Red Hat, which sells distributions of Linux, among other things, has a reputation as a successful open-source company. Buying Ansible — one of four major providers of at least partly open-source devops tools — makes sense, because it can add to Red Hat’s line of offerings. Plus, Ansible already integrates with Red Hat’s OpenShift, OpenStack, and Red Hat Enterprise Linux software.

Written mostly in Python, Ansible’s open-source software has gained popularity, but the startup also offers premium Tower software and consulting services. The software allows developers to more easily set up and manage IT infrastructure for applications at scale. For instance, Ansible can speed up the rollout of OpenStack Ceph storage software across companies’ data center infrastructure, according to a recent blog post from Red Hat.

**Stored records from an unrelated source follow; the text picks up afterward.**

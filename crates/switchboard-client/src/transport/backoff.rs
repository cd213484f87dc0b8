//! Reconnection configuration and exponential backoff with jitter.

use std::time::Duration;

use rand::Rng;

/// Configuration for reconnection behavior.
#[derive(Debug, Clone, PartialEq)]
pub struct ReconnectConfig {
    /// Delay before the first reconnection attempt.
    pub base_interval: Duration,
    /// Multiplier applied per attempt.
    pub decay: f64,
    /// Maximum delay before jitter.
    pub max_interval: Duration,
    /// Maximum number of reconnection attempts (None = infinite).
    pub max_attempts: Option<u32>,
    /// Upper bound of the random extra delay, as a fraction of the delay.
    pub jitter: f64,
}

impl Default for ReconnectConfig {
    fn default() -> Self {
        Self {
            base_interval: Duration::from_secs(1),
            decay: 1.5,
            max_interval: Duration::from_secs(30),
            max_attempts: None,
            jitter: 0.3,
        }
    }
}

impl ReconnectConfig {
    /// Delay for the given zero-based attempt, before jitter.
    #[must_use]
    pub fn base_delay(&self, attempt: u32) -> Duration {
        calculate_backoff(attempt, self.base_interval, self.max_interval, self.decay)
    }

    /// Delay for the given attempt with up to `jitter` of random extra delay.
    ///
    /// Jitter spreads out clients that lost their connection at the same
    /// moment so they do not reconnect in lockstep.
    pub fn jittered_delay<R: Rng + ?Sized>(&self, attempt: u32, rng: &mut R) -> Duration {
        let base = self.base_delay(attempt);
        let fraction = if self.jitter > 0.0 {
            rng.gen_range(0.0..self.jitter)
        } else {
            0.0
        };
        base + Duration::from_millis((base.as_millis() as f64 * fraction) as u64)
    }

    /// Check if another attempt is allowed after `attempt` attempts.
    #[must_use]
    pub const fn should_reconnect(&self, attempt: u32) -> bool {
        match self.max_attempts {
            Some(max) => attempt < max,
            None => true,
        }
    }
}

/// Exponential backoff: `min(initial * multiplier^attempt, max)`,
/// truncated to whole milliseconds.
#[must_use]
pub fn calculate_backoff(
    attempt: u32,
    initial_delay: Duration,
    max_delay: Duration,
    multiplier: f64,
) -> Duration {
    let factor = multiplier.powi(attempt.min(i32::MAX as u32) as i32);
    let delay_millis = initial_delay.as_millis() as f64 * factor;
    if !delay_millis.is_finite() || delay_millis >= max_delay.as_millis() as f64 {
        return max_delay;
    }
    Duration::from_millis(delay_millis as u64)
}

“We see in Ansible a perfect alignment with the core principles that shape Red Hat’s management, both at the product level and at the portfolio level,” Red Hat said on a frequently asked questions (FAQ) page about the acquisition. “At the product level, Ansible matches Red Hat’s desire to deliver a frictionless design and a modular architecture through open development. At the portfolio level, Ansible matches Red Hat’s desire to support a multi-tier architecture, provide multi-layer consistency, and deliver multi-vendor support.”

Ansible is younger and less popular than well-funded Puppet and Chef. Another devops contender is SaltStack.

Ansible started in 2013 and is based in Durham, North Carolina — right near Red Hat’s Raleigh headquarters.

Ansible had 50 employees and more than 500 customers, Red Hat said in the FAQ document. Customers include Atlassian, Cisco, Cloud Physics, Evernote, Hootsuite, Juniper, Twitter, and Red Hat. Ansible announced a $6 million funding round with backing from Menlo Ventures in August 2013. Other investors include e.ventures.

Recent Red Hat acquisitions include eNovance, FeedHenry, and Inktank.

Red Hat fully intends to provide Ansible customers with support and service.

“With Red Hat’s long history of successfully guiding open source communities for the benefit of all members, the Ansible community can feel confident in a continuation of the vital vibrant ecosystem Ansible, Inc. has built well into the future,” Red Hat said in the FAQ document.